28 juin 1914 – Sarajevo – François Ferdinand d’Autriche

Le convoi s’avance lentement sur les pavés, entouré de la foule écrasée par la chaleur du soleil de midi. De chaque côté de la route, des badauds saluent le passage de l’Archiduc et de sa femme, alors que toutes les têtes derrière eux se contentent de jeter des regards vides à la limousine qui remonte la rue.

François-Ferdinand et sa femme répondent aux sollicitations de la foule par de brefs mouvements de tête, ou pour les spectateurs les plus enthousiastes, d’un simple geste de la main qui semble les combler. François-Ferdinand pose son autre main gantée sur celle de sa femme, ayant bien remarqué que celle-ci tremblait légèrement sans que l’on puisse mettre en cause les cahots de la limousine sur les pavés. Depuis les événements de ce matin, elle était nerveuse, tout simplement.

On leur avait jeté une bombe, rien de moins. Mais tombant à portée de l’Archiduc, celui-ci l’avait repoussée d’un geste hors du véhicule. En repensant à cette scène, il en tirait une certaine fierté. Elle s’était déroulée devant tant de témoins que bientôt, nul doute qu’elle serait transmise d’oreille en oreille et se transformerait peu à peu en véritable légende sur le courage de l’Archiduc d’Autriche-Hongrie et la Fortune penchée sur lui et son pays. Ses pensées reviennent à la limousine en pleine procession, il serre un peu plus fort la main de son épouse.

« Montrez-leur, Sophie, qu’une Duchesse n’a rien à craindre ! »

Elle laisse un sourire enfin paraître sur son visage et, redressant la tête, recommence à saluer les sujets amassés sur les trottoirs autour d’eux.

Le convoi ralentissant pour tourner à l’angle d’un café où déjà la foule s’amasse pour déjeuner, François-Ferdinand croise le regard d’un jeune homme vêtu d’un costume brun qui ouvre de grands yeux ronds en voyant la limousine passer devant lui. Il fait quelques pas, semble tituber, puis, se reprenant, écarte vivement un serveur sur son passage et s’élance au milieu des passants. D’un coup d’épaule, il bouscule le dernier badaud qui occupait le bord du trottoir et jaillit sur la rue au milieu du convoi. Autour de François-Ferdinand, on hurle :

« Halte ! »

Le jeune homme a déjà bondi sur le marchepied de la limousine et l’Archiduc comprend trop tard.

Un pistolet brille dans sa main.

D’un mouvement brusque, il tente de déstabiliser l’assaillant tout en se plaçant devant la duchesse, mais l’homme crie quelque chose en serbe avant que n’éclatent deux détonations.

Le projectile brûle l’Archiduc en lui traversant le cou, et il retombe en arrière, les mains sur sa blessure dont le sang pénètre jusqu’à ses gants. Le moteur de la limousine hurle, alors que tout autour on crie dans la confusion la plus totale. François-Ferdinand tourne douloureusement la tête pour voir Sophie, penchée en avant, inerte, une tâche vermeille croissant sur sa poitrine.

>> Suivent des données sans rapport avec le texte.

/// Job engine boundary
///
/// The engine accepts a task together with a completion callback and owns
/// the job from then on. The callback is invoked exactly once with the
/// terminal `JobState`, on a task of the engine's choosing.
///
/// Production uses `RedisEngine`: tasks are queued for `tracer-worker` and a
/// spawned waiter blocks on the job's result list.

use async_trait::async_trait;
use redis::aio::ConnectionManager;
use std::time::Duration;
use thiserror::Error;
use tracer_common::redis as queue;
use tracer_common::types::{JobRequest, JobState, TaskSpec};
use tracing::{debug, warn};
use uuid::Uuid;

/// Extra time the waiter allows on top of the task timeout for queueing
const RESULT_GRACE: Duration = Duration::from_secs(30);

pub type CompletionCallback = Box<dyn FnOnce(JobState) + Send + 'static>;

#[derive(Debug, Clone, Copy, PartialEq, Eq)]
pub struct JobHandle {
    pub id: Uuid,
}

#[derive(Debug, Error)]
pub enum SubmissionError {
    #[error("invalid task: {0}")]
    Invalid(String),

    #[error("failed to queue task: {0}")]
    Rejected(#[from] redis::RedisError),
}

#[async_trait]
pub trait JobEngine: Send + Sync {
    async fn submit(
        &self,
        task: TaskSpec,
        on_complete: CompletionCallback,
    ) -> Result<JobHandle, SubmissionError>;
}

/// Reject specs the backend could never run
pub fn validate(task: &TaskSpec) -> Result<(), SubmissionError> {
    if task.image.trim().is_empty() {
        return Err(SubmissionError::Invalid("missing image".to_string()));
    }
    if task.run.trim().is_empty() {
        return Err(SubmissionError::Invalid("missing run command".to_string()));
    }
    if task.timeout_ms == 0 {
        return Err(SubmissionError::Invalid("timeout must be positive".to_string()));
    }
    if let Some(name) = task
        .files
        .keys()
        .find(|name| name.is_empty() || name.contains('/') || *name == "." || *name == "..")
    {
        return Err(SubmissionError::Invalid(format!("invalid file name '{}'", name)));
    }
    Ok(())
}

pub struct RedisEngine {
    client: redis::Client,
    queue: ConnectionManager,
}

impl RedisEngine {
    pub async fn connect(redis_url: &str) -> anyhow::Result<Self> {
        let client = redis::Client::open(redis_url)?;
        let queue = ConnectionManager::new(client.clone()).await?;
        Ok(Self { client, queue })
    }
}

#[async_trait]
impl JobEngine for RedisEngine {
    async fn submit(
        &self,
        task: TaskSpec,
        on_complete: CompletionCallback,
    ) -> Result<JobHandle, SubmissionError> {
        validate(&task)?;

        let job = JobRequest::new(task);
        let mut conn = self.queue.clone();
        queue::push_job(&mut conn, &job).await?;

        let job_id = job.id;
        let wait = Duration::from_millis(job.task.timeout_ms) + RESULT_GRACE;
        let client = self.client.clone();

        tokio::spawn(async move {
            let state = await_state(&client, &job_id, wait).await;
            debug!(job_id = %job_id, completed = state.is_completed(), "Job state received");
            on_complete(state);
        });

        Ok(JobHandle { id: job_id })
    }
}

/// Wait for the worker to publish a job's terminal state. Any failure to
/// obtain it is itself reported as a failed job.
async fn await_state(client: &redis::Client, job_id: &Uuid, wait: Duration) -> JobState {
    let mut conn = match client.get_multiplexed_async_connection().await {
        Ok(conn) => conn,
        Err(e) => {
            warn!(job_id = %job_id, error = %e, "Failed to open result connection");
            return JobState::Failed {
                error: format!("failed to wait for job result: {}", e),
            };
        }
    };

    match queue::wait_for_state(&mut conn, job_id, wait.as_secs_f64()).await {
        Ok(Some(state)) => state,
        Ok(None) => JobState::Failed {
            error: format!("no result published within {}s", wait.as_secs()),
        },
        Err(e) => {
            warn!(job_id = %job_id, error = %e, "Failed to read job result");
            JobState::Failed {
                error: format!("failed to read job result: {}", e),
            }
        }
    }
}

#[cfg(test)]
mod tests {
    use super::*;
    use tracer_common::builder;
    use tracer_common::profiles::LanguageRegistry;
    use tracer_common::types::{ExecutionRequest, OutputMode};

    fn task() -> TaskSpec {
        let request = ExecutionRequest {
            code: "int main() { return 0; }".to_string(),
            language: "c".to_string(),
        };
        builder::build(&LanguageRegistry::builtin(), &request, OutputMode::Formatted).unwrap()
    }

    #[test]
    fn test_built_tasks_are_valid() {
        assert!(validate(&task()).is_ok());
    }

    #[test]
    fn test_validate_rejects_malformed_tasks() {
        let mut t = task();
        t.image = String::new();
        assert!(matches!(validate(&t), Err(SubmissionError::Invalid(_))));

        let mut t = task();
        t.run = "  ".to_string();
        assert!(matches!(validate(&t), Err(SubmissionError::Invalid(_))));

        let mut t = task();
        t.timeout_ms = 0;
        assert!(matches!(validate(&t), Err(SubmissionError::Invalid(_))));

        let mut t = task();
        t.files.insert("../escape.c".to_string(), String::new());
        let err = validate(&t).unwrap_err();
        assert_eq!(err.to_string(), "invalid task: invalid file name '../escape.c'");
    }

    #[tokio::test]
    #[ignore] // Requires Redis and a running tracer-worker
    async fn test_redis_engine_round_trip() {
        let engine = RedisEngine::connect("redis://127.0.0.1:6379")
            .await
            .expect("Failed to connect to Redis");

        let (tx, rx) = tokio::sync::oneshot::channel();
        engine
            .submit(task(), Box::new(move |state| {
                let _ = tx.send(state);
            }))
            .await
            .expect("Submission failed");

        let state = rx.await.expect("Callback never fired");
        println!("Job finished: {:?}", state);
    }
}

Quelqu’un lui tourne à nouveau la tête avant d’appliquer ses propres mains sur les siennes et tenter d’obstruer la blessure. C’est Karl, de la garde. Assis à califourchon sur la portière, il tente de retenir de son mieux la vie qui coule hors de son suzerain.

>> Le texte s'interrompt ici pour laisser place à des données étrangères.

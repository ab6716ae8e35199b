use crate::engine::SubmissionError;
use crate::response::MessageResponse;
use axum::{
    http::StatusCode,
    response::{IntoResponse, Json, Response},
};
use thiserror::Error;
use tracer_common::error::ValidationError;

/// Errors raised before an execution outcome exists. All of them are the
/// caller's problem as far as the response goes: 400 with a message.
#[derive(Debug, Error)]
pub enum ApiError {
    #[error("error binding request: {0}")]
    Binding(String),

    #[error(transparent)]
    Validation(#[from] ValidationError),

    #[error("error executing code: {0}")]
    Submission(#[from] SubmissionError),
}

impl IntoResponse for ApiError {
    fn into_response(self) -> Response {
        (StatusCode::BAD_REQUEST, Json(MessageResponse::new(self.to_string()))).into_response()
    }
}
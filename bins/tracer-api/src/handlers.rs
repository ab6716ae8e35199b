// HTTP route handlers for the Tracer API

use axum::{
    extract::{rejection::JsonRejection, State},
    http::{header, StatusCode},
    response::{IntoResponse, Json, Response},
};
use std::sync::Arc;
use tracer_common::builder;
use tracer_common::types::ExecutionRequest;
use tracing::{debug, info, warn};

use crate::error::ApiError;
use crate::metrics;
use crate::response;
use crate::AppState;

/// POST /execute - Build, run and report on a piece of code
pub async fn execute(
    State(state): State<Arc<AppState>>,
    payload: Result<Json<ExecutionRequest>, JsonRejection>,
) -> Result<Response, ApiError> {
    let Json(request) = payload.map_err(|e| ApiError::Binding(e.body_text()))?;

    debug!(language = %request.language, code = %request.code, "Received code");

    let profile = state.registry.resolve(&request.language).map_err(|e| {
        warn!(language = %request.language, error = %e, "Rejected request");
        e
    })?;
    let task = builder::build_for(profile, &request.code, state.mode)?;

    let timer = metrics::EXECUTION_DURATION.start_timer();
    let outcome = match state.coordinator.execute(task).await {
        Ok(outcome) => outcome,
        Err(e) => {
            timer.stop_and_discard();
            warn!(language = %profile.name, error = %e, "Submission failed");
            metrics::record_outcome("rejected");
            return Err(e.into());
        }
    };
    timer.observe_duration();
    metrics::record_outcome(outcome.label());

    info!(
        language = %profile.name,
        outcome = outcome.label(),
        source_size = request.code.len(),
        "Execution finished"
    );

    Ok(response::assemble(
        outcome,
        &request.code,
        &profile.filename,
        state.mode,
    ))
}

/// GET /status - Health check endpoint
pub async fn health_check() -> impl IntoResponse {
    (StatusCode::OK, "OK")
}

/// GET /metrics - Prometheus scrape endpoint
pub async fn scrape_metrics() -> impl IntoResponse {
    (
        StatusCode::OK,
        [(header::CONTENT_TYPE, "text/plain; version=0.0.4")],
        metrics::render(),
    )
}

#[cfg(test)]
mod tests {
    use crate::coordinator::Coordinator;
    use crate::engine::{CompletionCallback, JobEngine, JobHandle, SubmissionError};
    use crate::routes;
    use crate::AppState;
    use async_trait::async_trait;
    use axum::body::Body;
    use axum::http::{Request, StatusCode};
    use axum::Router;
    use serde_json::{json, Value};
    use std::sync::{Arc, Mutex};
    use std::time::Duration;
    use tower::ServiceExt;
    use tracer_common::profiles::LanguageRegistry;
    use tracer_common::types::{JobState, OutputMode, TaskSpec};
    use uuid::Uuid;

    /// Records submitted tasks and completes them with a fixed state.
    /// `None` holds on to the callback and never completes.
    struct StubEngine {
        state: Option<JobState>,
        submitted: Mutex<Vec<TaskSpec>>,
        pending: Mutex<Vec<CompletionCallback>>,
    }

    impl StubEngine {
        fn new(state: Option<JobState>) -> Arc<Self> {
            Arc::new(Self {
                state,
                submitted: Mutex::new(Vec::new()),
                pending: Mutex::new(Vec::new()),
            })
        }
    }

    #[async_trait]
    impl JobEngine for StubEngine {
        async fn submit(&self, task: TaskSpec, on_complete: CompletionCallback) -> Result<JobHandle, SubmissionError> {
            self.submitted.lock().unwrap().push(task);
            match &self.state {
                Some(state) => on_complete(state.clone()),
                None => self.pending.lock().unwrap().push(on_complete),
            }
            Ok(JobHandle { id: Uuid::new_v4() })
        }
    }

    fn app(engine: Arc<StubEngine>, mode: OutputMode) -> Router {
        let state = Arc::new(AppState {
            registry: LanguageRegistry::builtin(),
            coordinator: Coordinator::with_deadline(engine, Duration::from_millis(50)),
            mode,
        });
        Router::new().merge(routes::routes()).with_state(state)
    }

    async fn post_execute(app: Router, body: &str) -> (StatusCode, Value) {
        let request = Request::builder()
            .method("POST")
            .uri("/execute")
            .header("content-type", "application/json")
            .body(Body::from(body.to_string()))
            .unwrap();

        let response = app.oneshot(request).await.unwrap();
        let status = response.status();
        let bytes = axum::body::to_bytes(response.into_body(), usize::MAX).await.unwrap();
        (status, serde_json::from_slice(&bytes).unwrap())
    }

    fn completed(result: &str) -> Option<JobState> {
        Some(JobState::Completed { result: result.to_string() })
    }

    #[tokio::test]
    async fn test_successful_execution() {
        let engine = StubEngine::new(completed(r#"{"code":"x","trace":[]}"#));
        let (status, body) = post_execute(
            app(engine.clone(), OutputMode::Formatted),
            r#"{"code": "int main() { return 0; }", "language": "c"}"#,
        )
        .await;

        assert_eq!(status, StatusCode::OK);
        assert_eq!(body, json!({"code": "x", "trace": []}));

        let submitted = engine.submitted.lock().unwrap();
        assert_eq!(submitted.len(), 1);
        assert_eq!(submitted[0].files["usercode.c"], "int main() { return 0; }");
    }

    #[tokio::test]
    async fn test_compile_error() {
        let engine = StubEngine::new(Some(JobState::Failed {
            error: "/tmp/user_code/usercode.cpp:2:1: error: expected '}' at end of input".to_string(),
        }));
        let (status, body) = post_execute(
            app(engine, OutputMode::Formatted),
            r#"{"code": "int main() {", "language": "c++"}"#,
        )
        .await;

        assert_eq!(status, StatusCode::BAD_REQUEST);
        assert_eq!(
            body,
            json!({
                "code": "int main() {",
                "error": {
                    "event": "compiler",
                    "exception_msg": "expected '}' at end of input",
                    "line": 2,
                    "column": 1
                }
            })
        );
    }

    #[tokio::test]
    async fn test_unknown_language_never_reaches_engine() {
        let engine = StubEngine::new(completed("{}"));
        let (status, body) = post_execute(
            app(engine.clone(), OutputMode::Formatted),
            r#"{"code": "print(1)", "language": "python"}"#,
        )
        .await;

        assert_eq!(status, StatusCode::BAD_REQUEST);
        assert_eq!(body, json!({"message": "unknown language: python"}));
        assert!(engine.submitted.lock().unwrap().is_empty());
    }

    #[tokio::test]
    async fn test_missing_language() {
        let engine = StubEngine::new(completed("{}"));
        let (status, body) =
            post_execute(app(engine.clone(), OutputMode::Formatted), r#"{"code": "int x;"}"#).await;

        assert_eq!(status, StatusCode::BAD_REQUEST);
        assert_eq!(body, json!({"message": "language required"}));
        assert!(engine.submitted.lock().unwrap().is_empty());
    }

    #[tokio::test]
    async fn test_malformed_body() {
        let engine = StubEngine::new(completed("{}"));
        let (status, body) = post_execute(app(engine, OutputMode::Formatted), "{not json").await;

        assert_eq!(status, StatusCode::BAD_REQUEST);
        assert!(body["message"].as_str().unwrap().starts_with("error binding request"));
    }

    #[tokio::test]
    async fn test_unparseable_output() {
        let engine = StubEngine::new(completed("Traceback (most recent call last):"));
        let (status, body) = post_execute(
            app(engine, OutputMode::Formatted),
            r#"{"code": "int main() {}", "language": "c"}"#,
        )
        .await;

        assert_eq!(status, StatusCode::BAD_REQUEST);
        assert!(body["message"].as_str().unwrap().starts_with("could not parse output"));
    }

    #[tokio::test]
    async fn test_timeout() {
        let engine = StubEngine::new(None);
        let (status, body) = post_execute(
            app(engine.clone(), OutputMode::Formatted),
            r#"{"code": "int main() { for (;;); }", "language": "c"}"#,
        )
        .await;

        assert_eq!(status, StatusCode::GATEWAY_TIMEOUT);
        assert_eq!(body, json!({"message": "timeout"}));

        // Completing after the handler returned must be a silent no-op
        let pending: Vec<CompletionCallback> = engine.pending.lock().unwrap().drain(..).collect();
        assert_eq!(pending.len(), 1);
        for callback in pending {
            callback(JobState::Completed { result: "{}".to_string() });
        }
    }

    #[tokio::test]
    async fn test_trace_mode() {
        let engine = StubEngine::new(completed("==42== trace"));
        let (status, body) = post_execute(
            app(engine.clone(), OutputMode::Trace),
            r#"{"code": "int main() {}", "language": "c"}"#,
        )
        .await;

        assert_eq!(status, StatusCode::OK);
        assert_eq!(body, json!("==42== trace"));
        assert!(engine.submitted.lock().unwrap()[0].run.contains("usercode.vgtrace"));
    }

    #[tokio::test]
    async fn test_health_check() {
        let engine = StubEngine::new(None);
        let request = Request::builder().uri("/status").body(Body::empty()).unwrap();
        let response = app(engine, OutputMode::Formatted).oneshot(request).await.unwrap();
        assert_eq!(response.status(), StatusCode::OK);
    }
}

« On part tout de suite, votre altesse, on part ! »

Il se tourne vers le chauffeur en hurlant « À la résidence du gouverneur, vite ! Roulez sur tout ce qui ne s’écartera pas ! »

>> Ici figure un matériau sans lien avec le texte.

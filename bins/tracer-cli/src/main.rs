mod commands;

use anyhow::Result;
use clap::{Parser, Subcommand};
use std::path::PathBuf;
use tracer_common::types::OutputMode;

#[derive(Parser)]
#[command(name = "tracer-cli")]
#[command(about = "Tracer CLI - Manage language profiles and inspect generated tasks", long_about = None)]
struct Cli {
    /// Path to languages.json
    #[arg(long, global = true, default_value = "config/languages.json")]
    config: PathBuf,

    #[command(subcommand)]
    command: Commands,
}

#[derive(Subcommand)]
enum Commands {
    /// List configured languages
    List,

    /// Add a language profile
    AddLang {
        /// Language identifier as sent by clients (e.g., c, c++, rust)
        #[arg(short, long)]
        name: String,

        /// Sandbox image
        #[arg(short, long)]
        image: String,

        /// Source filename inside the sandbox (e.g., usercode.rs)
        #[arg(short, long)]
        filename: String,

        /// Compiler executable; omit for interpreted languages
        #[arg(short, long)]
        compiler: Option<String>,

        /// Formatter command, %SOURCE% and %BINARY% are substituted
        #[arg(long, num_args = 1.., required = true)]
        formatter: Vec<String>,

        /// Build directory
        #[arg(long, default_value = "/tmp/user_code")]
        build_dir: String,

        /// Memory limit in MB
        #[arg(short, long, default_value = "1000")]
        memory: u32,

        /// CPU limit (cores)
        #[arg(long, default_value = "1.0")]
        cpu: f32,

        /// Sandbox timeout in milliseconds
        #[arg(short, long, default_value = "20000")]
        timeout_ms: u64,
    },

    /// Remove a language profile
    RemoveLang {
        /// Language name
        #[arg(short, long)]
        name: String,

        /// Skip confirmation
        #[arg(short, long, default_value = "false")]
        yes: bool,
    },

    /// Print the task that would be submitted for a source file
    Render {
        /// Language name
        #[arg(short, long)]
        language: String,

        /// Source file
        #[arg(short, long)]
        file: PathBuf,

        /// formatted or trace
        #[arg(short, long, default_value = "formatted")]
        mode: OutputMode,
    },
}

fn main() -> Result<()> {
    let cli = Cli::parse();

    match cli.command {
        Commands::List => {
            commands::list_languages(&cli.config)?;
        }
        Commands::AddLang {
            name,
            image,
            filename,
            compiler,
            formatter,
            build_dir,
            memory,
            cpu,
            timeout_ms,
        } => {
            let profile = commands::new_profile(commands::NewLanguage {
                name,
                image,
                filename,
                compiler,
                formatter,
                build_dir,
                memory_limit_mb: memory,
                cpu_limit: cpu,
                timeout_ms,
            });
            commands::add_language(&cli.config, profile)?;
        }
        Commands::RemoveLang { name, yes } => {
            commands::remove_language(&cli.config, &name, yes)?;
        }
        Commands::Render { language, file, mode } => {
            commands::render_task(&cli.config, &language, &file, mode)?;
        }
    }

    Ok(())
}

Les traits du visage de Karl semblent s’épaissir, devenir plus flous, alors que tout autour de François-Ferdinand, les sons semblent peu à peu s’étouffer. Les cris s’éloignent, tout comme le bruit du moteur de la limousine. Du coin de l’œil, l’Archiduc devine la forme blanche de la Duchesse, toujours penchée en avant, dont la tête dodeline avec chaque cahot du véhicule.

Il articule quelque chose à son attention et sent ses doigts se relâcher sur son cou, alors qu’il perçoit, comme lointaine, la pression des mains de Karl tentant de les retenir. Le visage du garde penché sur lui n’est plus qu’une tache rose sur l’immensité du ciel bleu au-dessus de lui. Un point noir qui clignote faiblement lui laisse à penser que Karl continue de lui parler, de l’encourager à quelque effort. Mais c’est trop tard.

Et son visage se tournant une dernière fois vers celui de Sophie, tout s’arrête.